Learning Haskell: confusion with reverse function and recursion

I've just started to learn Haskell and I am trying to write a simple function that takes a list of strings and reverses each string in the list:
revComp :: [String] -> [String]
revComp [] = []
revComp [x] = [] ++ [reverse x]
revComp (x:xs) = revComp [xs]
When I try to load my code in GHCI, I get an error:
Couldn't match expected type `Char' with actual type `[Char]'
Expected type: String
Actual type: [String]
Could anyone explain what and where my problem is? Thanks very much.
The first three lines are fine. Your type signature is correct, the second line is correct, and so is the third. (However, [] ++ [reverse x] is the same as [reverse x].)
The fourth line, however, is wrong. Not only do you not use x at all on the right-hand side, but you have a type error: revComp [xs] calls revComp with a single-element list that has xs as its only element. Here, x is the first element of the list, and xs is the rest of the list. So, since xs has the type [String], [xs] has the type [[String]], but revComp takes a [String]! You want to reverse x, and prepend that to the result of reversing the rest of the list.
You can use revComp xs to reverse each string in the rest of the list, and (:) to prepend a value to a list (with the same syntax seen in the x:xs pattern you used on the left-hand side). That should be enough information for you to fix the last line. This makes the third line redundant, by the way, since [x] is just x:[].
ehird's answer is really complete, but I wanted to point out -- as a reference -- the "good/shorter" way to implement that function in real code, since you're new.

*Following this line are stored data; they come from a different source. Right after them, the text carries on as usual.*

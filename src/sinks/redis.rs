//! Redis round-robin pool sink (spec §4.I): pushes each event onto one of a
//! dynamic set of live Redis endpoints, removing an endpoint from the live
//! set on failure and re-adding it once its own reconnect loop succeeds.

use std::cell::RefCell;
use std::rc::Rc;

use rand::Rng;
use redis::aio::MultiplexedConnection;
use redis::AsyncCommands;
use snafu::Snafu;
use tracing::{info, warn};

use crate::dispatcher::Dispatcher;
use crate::event::Event;
use crate::session::Backoff;

#[derive(Debug, Snafu)]
pub enum RedisSinkError {
    #[snafu(display("no redis endpoint is currently connected"))]
    NoClient,
    #[snafu(display("redis push failed: {source}"))]
    Push { source: redis::RedisError },
}

struct Endpoint {
    addr: String,
    connection: RefCell<Option<MultiplexedConnection>>,
}

/// Holds the live set of connected endpoints and round-robins `lpush`
/// across them.
#[derive(Clone)]
pub struct RedisPool {
    endpoints: Rc<Vec<Rc<Endpoint>>>,
    live: Rc<RefCell<Vec<usize>>>,
}

impl RedisPool {
    pub fn new(addrs: Vec<String>) -> Self {
        let endpoints = addrs
            .into_iter()
            .map(|addr| {
                Rc::new(Endpoint {
                    addr,
                    connection: RefCell::new(None),
                })
            })
            .collect();
        RedisPool {
            endpoints: Rc::new(endpoints),
            live: Rc::new(RefCell::new(Vec::new())),
        }
    }

    /// Spawns one independent reconnect loop per configured endpoint; each
    /// loop adds/removes its own index from the shared live set as its
    /// connection comes up and down.
    pub fn spawn_reconnect_loops(&self) {
        for (index, endpoint) in self.endpoints.iter().enumerate() {
            let pool = self.clone();
            let endpoint = endpoint.clone();
            tokio::task::spawn_local(async move {
                let mut backoff = Backoff::default();
                loop {
                    match redis::Client::open(endpoint.addr.clone())
                        .ok()
                        .map(|c| c.get_multiplexed_tokio_connection())
                    {
                        Some(future) => match future.await {
                            Ok(connection) => {
                                info!(addr = %endpoint.addr, "redis endpoint connected");
                                *endpoint.connection.borrow_mut() = Some(connection);
                                pool.mark_live(index);
                                backoff.reset();
                                // Stay "connected" until a push against this
                                // endpoint observes a failure; `lpush` below
                                // removes it from `live` and clears the slot
                                // itself, so we just poll for that here.
                                loop {
                                    tokio::time::sleep(std::time::Duration::from_millis(500))
                                        .await;
                                    if endpoint.connection.borrow().is_none() {
                                        break;
                                    }
                                }
                            }
                            Err(error) => {
                                warn!(addr = %endpoint.addr, %error, "redis connect failed");
                            }
                        },
                        None => warn!(addr = %endpoint.addr, "invalid redis endpoint address"),
                    }
                    tokio::time::sleep(backoff.next_delay()).await;
                }
            });
        }
    }

    fn mark_live(&self, index: usize) {
        let mut live = self.live.borrow_mut();
        if !live.contains(&index) {
            live.push(index);
        }
    }

    fn mark_dead(&self, index: usize) {
        self.live.borrow_mut().retain(|&i| i != index);
    }

    /// `LPUSH key value` against a uniformly random live endpoint, bounded
    /// to `2 * endpoints.len()` attempts total (resolving spec §9 open
    /// question (a): bound retries per call instead of recursing
    /// unboundedly across a thundering-herd disconnect).
    pub async fn lpush(&self, key: &str, value: &[u8]) -> Result<(), RedisSinkError> {
        let max_attempts = self.endpoints.len().max(1) * 2;

        for _ in 0..max_attempts {
            let index = {
                let live = self.live.borrow();
                if live.is_empty() {
                    return Err(RedisSinkError::NoClient);
                }
                live[rand::rng().random_range(0..live.len())]
            };

            let endpoint = &self.endpoints[index];
            let connection = endpoint.connection.borrow().clone();
            let Some(mut connection) = connection else {
                self.mark_dead(index);
                continue;
            };

            match connection.lpush::<_, _, ()>(key, value).await {
                Ok(()) => return Ok(()),
                Err(error) if error.is_connection_dropped() || error.is_io_error() => {
                    warn!(addr = %endpoint.addr, %error, "redis push failed, endpoint marked dead");
                    *endpoint.connection.borrow_mut() = None;
                    self.mark_dead(index);
                    continue;
                }
                Err(error) => {
                    warn!(%error, "redis push failed with a non-connection error");
                    return Err(RedisSinkError::Push { source: error });
                }
            }
        }

        Err(RedisSinkError::NoClient)
    }
}

/// Runs the Redis sink: spawns the pool's reconnect loops and registers a
/// Dispatcher consumer that serializes and pushes each event.
pub fn run(addrs: Vec<String>, key: String, dispatcher: &Dispatcher) {
    let pool = RedisPool::new(addrs);
    pool.spawn_reconnect_loops();

    let pool_for_consumer = pool.clone();
    let key = Rc::new(key);
    dispatcher.register(Rc::new(move |event: &Event| {
        let pool = pool_for_consumer.clone();
        let key = key.clone();
        let body = serde_json::to_vec(&event.to_json()).unwrap_or_else(|_| b"{}".to_vec());
        tokio::task::spawn_local(async move {
            match pool.lpush(&key, &body).await {
                Ok(()) => {}
                Err(RedisSinkError::NoClient) => {
                    warn!("redis pool has no live endpoints; dropping event");
                }
                Err(error @ RedisSinkError::Push { .. }) => {
                    warn!(%error, "redis push failed; event dropped");
                }
            }
        });
    }));
}

#[cfg(test)]
mod tests {
    use super::*;

    #[test]
    fn lpush_fails_fast_with_no_live_endpoints() {
        let local = tokio::task::LocalSet::new();
        let rt = tokio::runtime::Builder::new_current_thread()
            .enable_all()
            .build()
            .unwrap();
        local.block_on(&rt, async {
            let pool = RedisPool::new(vec!["redis://127.0.0.1:1".to_string()]);
            let result = pool.lpush("key", b"value").await;
            assert!(matches!(result, Err(RedisSinkError::NoClient)));
        });
    }

    #[test]
    fn mark_live_is_idempotent() {
        let pool = RedisPool::new(vec!["a".to_string(), "b".to_string()]);
        pool.mark_live(0);
        pool.mark_live(0);
        assert_eq!(pool.live.borrow().len(), 1);
    }
}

It can be defined as the partial application of map to reverse:
Prelude> let revComp = map reverse
Prelude> revComp ["olleh", "dlrow"]
["hello","world"]
It results in a function revComp :: [[a]] -> [[a]] (and not [String] -> [String] since both map and reverse work on any type of lists) that maps reverse to every element of the input list, returning the list of results.
The third line might not be required even with your example. The edge case (terminating condition) can be only the empty list. You can skip the condition for the single element.
revComp :: [String] -> [String]
revComp [] = []
revComp (x:xs) = reverse x : revComp xs
Don't know if there is a CS term for this. Someone in the community can add that information.
A few more ways to do the same thing:
revstr [] = []
revstr (x:xs) = reverse x : revstr xs
revstr2 [] = []
revstr2 (x:xs) = [reverse x] ++ revstr2 xs
revstr3 xs = map reverse xs
revstr4 = map reverse -- map takes 2 arguments ;)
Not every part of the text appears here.